Chasselas sur le ballant
Au moment où la Suisse met de l’ordre dans ses AOC, les chasselas 2008 arrivent dans les rayons. Premières impressions.
Double défi pour cette dégustation, à l’aveugle comme d’habitude. Primo, repérer les vins les plus proches de la moyenne de prix du vin blanc suisse vendu dans les supermarchés, soit 9.70 fr. le litre (contre 7.64 fr. le litre pour le blanc étranger), selon l’Observatoire des vins piloté par l’Etat du Valais. Secundo, goûter les premiers 2008. Et, bien que les consommateurs suisses aient bu un peu moins de vins blancs indigènes l’an passé (-0,8%), la vendange 2008, en blanc, est toutefois inférieure à la consommation d’une année.
Plus chers et moins vendus
Ces deux critères (prix et millésime) ont limité les possibilités d’achat. Seuls les vins les plus vendus dans les grandes surfaces ont été dégustés, car ce sont les premiers qui apparaissent sur les rayons dans le nouveau millésime. L’état des stocks des vins vaudois à la fin de 2008 le confirme: à cette date, il restait du vin blanc pour 12 mois de consommation pour les vins de l’appellation d’origine contrôlée (AOC) Morges, la plus vaste du canton de Vaud, mais près du double pour l’AOC Saint-Saphorin, 21 mois pour Epesses, 19 pour Yvorne, 18 pour Féchy et 17 pour Aigle. Ces cinq dernières AOC sont les plus connues et vendent leurs vins plus cher (au-delà de 12 fr.) que les chasselas provenant de La Côte (la moitié des vins du tableau).
Trop de gaz carbonique
Trois flacons se détachent lors de la dégustation: un château d’un village au-dessus de Morges, Echichens, un fendant du Valais de la coopérative Provins et une AOC régionale, de Lavaux. Derrière, le peloton est groupé, avec quatre exæquo au quatrième rang, assez loin du trio de tête.

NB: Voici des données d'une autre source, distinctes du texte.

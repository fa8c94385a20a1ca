pub mod artifacts;

pub mod assignments;

pub mod constraints;

pub mod course_users;

pub mod courses;

pub mod reviews;

pub mod rewards;

pub mod rules;

pub mod surveys;

pub mod users;

pub use artifacts::configure_artifacts_routes;
pub use assignments::configure_assignments_routes;
pub use constraints::configure_constraints_routes;
pub use course_users::configure_course_users_routes;
pub use courses::configure_courses_routes;
pub use reviews::configure_reviews_routes;
pub use rewards::configure_rewards_routes;
pub use rules::configure_rules_routes;
pub use surveys::configure_surveys_routes;
pub use users::configure_user_routes;
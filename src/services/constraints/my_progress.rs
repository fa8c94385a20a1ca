use actix_web::{HttpRequest, HttpResponse, Result as ActixResult};

use super::ConstraintService;
use crate::middlewares::RequireJWT;
use crate::models::progress::responses::{ProgressListResponse, ProgressResponse};
use crate::models::{ApiResponse, ErrorCode};

/// 列出当前用户的全部进度
/// GET /progress
pub async fn list_my_progress(
    service: &ConstraintService,
    request: &HttpRequest,
) -> ActixResult<HttpResponse> {
    let storage = service.get_storage(request);

    let user_id = match RequireJWT::extract_user_id(request) {
        Some(id) => id,
        None => {
            return Ok(HttpResponse::Unauthorized()
                .json(ApiResponse::error_empty(ErrorCode::Unauthorized, "未登录")));
        }
    };

    match storage.list_progress_by_user(user_id).await {
        Ok(entries) => {
            let items = entries
                .into_iter()
                .map(|progress| ProgressResponse::from_progress(progress, Vec::new()))
                .collect();
            Ok(HttpResponse::Ok()
                .json(ApiResponse::success(ProgressListResponse { items }, "查询成功")))
        }
        Err(e) => Ok(
            HttpResponse::InternalServerError().json(ApiResponse::error_empty(
                ErrorCode::InternalServerError,
                format!("查询进度列表失败: {e}"),
            )),
        ),
    }
}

Un reproche revient, y compris pour le vainqueur du jour: il y a trop de gaz carbonique (CO2). Ce «perlant» est certes propre au blanc d’apéritif bien de chez nous, mais il renforce l’amertume et gomme l’effet de terroir. Même si les Vaudois s’écharpent sur la définition des AOC (lire encadré), dans des vins mis rapidement sur le marché, et donc pas mûris sur lies, le «terroir» ne s’exprime guère… Le seul qui en révélait un peu, le neuchâtel, classé huitième, a divisé notre jury. La majorité l’a trouvé rustique et deux dégustateurs, au contraire, original et minéral. Dans une série de vins vaudois, ce blanc neuchâtelois détonnait. Comme le deuxième exæquo, le seul fendant, à la matière plus mûre et plus riche que les vins vaudois. En 2008, les ventes de fendant dans la grande distribution ont baissé d’un tiers, par rapport à 2006, tandis que le prix moyen s’appréciait de 16% (9.20 fr. de prix moyen au litre). Le blanc valaisan typique se fait rare: les vignerons du Vieux-Pays ont converti leur vignoble en rouge (62%) et cultivent deux fois moins de chasselas que les Vaudois (1070 ha contre 2365 ha).
Forcément chaptalisés
Globalement, les 2008 reflètent le climat. Après plusieurs années précoces, la météo en dents de scie (pluie et froid) de l’été passé a conduit à des vendanges normales. Avec un double effet sur le chasselas, attesté par les statistiques du Contrôle officiel vaudois de la vendange: de gros raisins (3,3 g la baie, contre 2,8 g en 2006 et 2007), pas très mûrs (moyenne de 72 degrés Oechslé, la plus faible depuis 2001), soit autour de 10% d’alcool potentiel. Or, tous les vins dégustés affichent entre 11,5% et 12% volume. Ces vins ont été chaptalisés (enrichis au sucre de betterave) jusqu’à 2,5% volume, la limite légale en Suisse et en Europe pour les vins blancs. A la clé, une rondeur peu naturelle, contrebalancée par une acidité plus haute qu’en 2006 et 2007. D’où un déséquilibre gustatif pour les papilles affûtées de nos dégustateurs.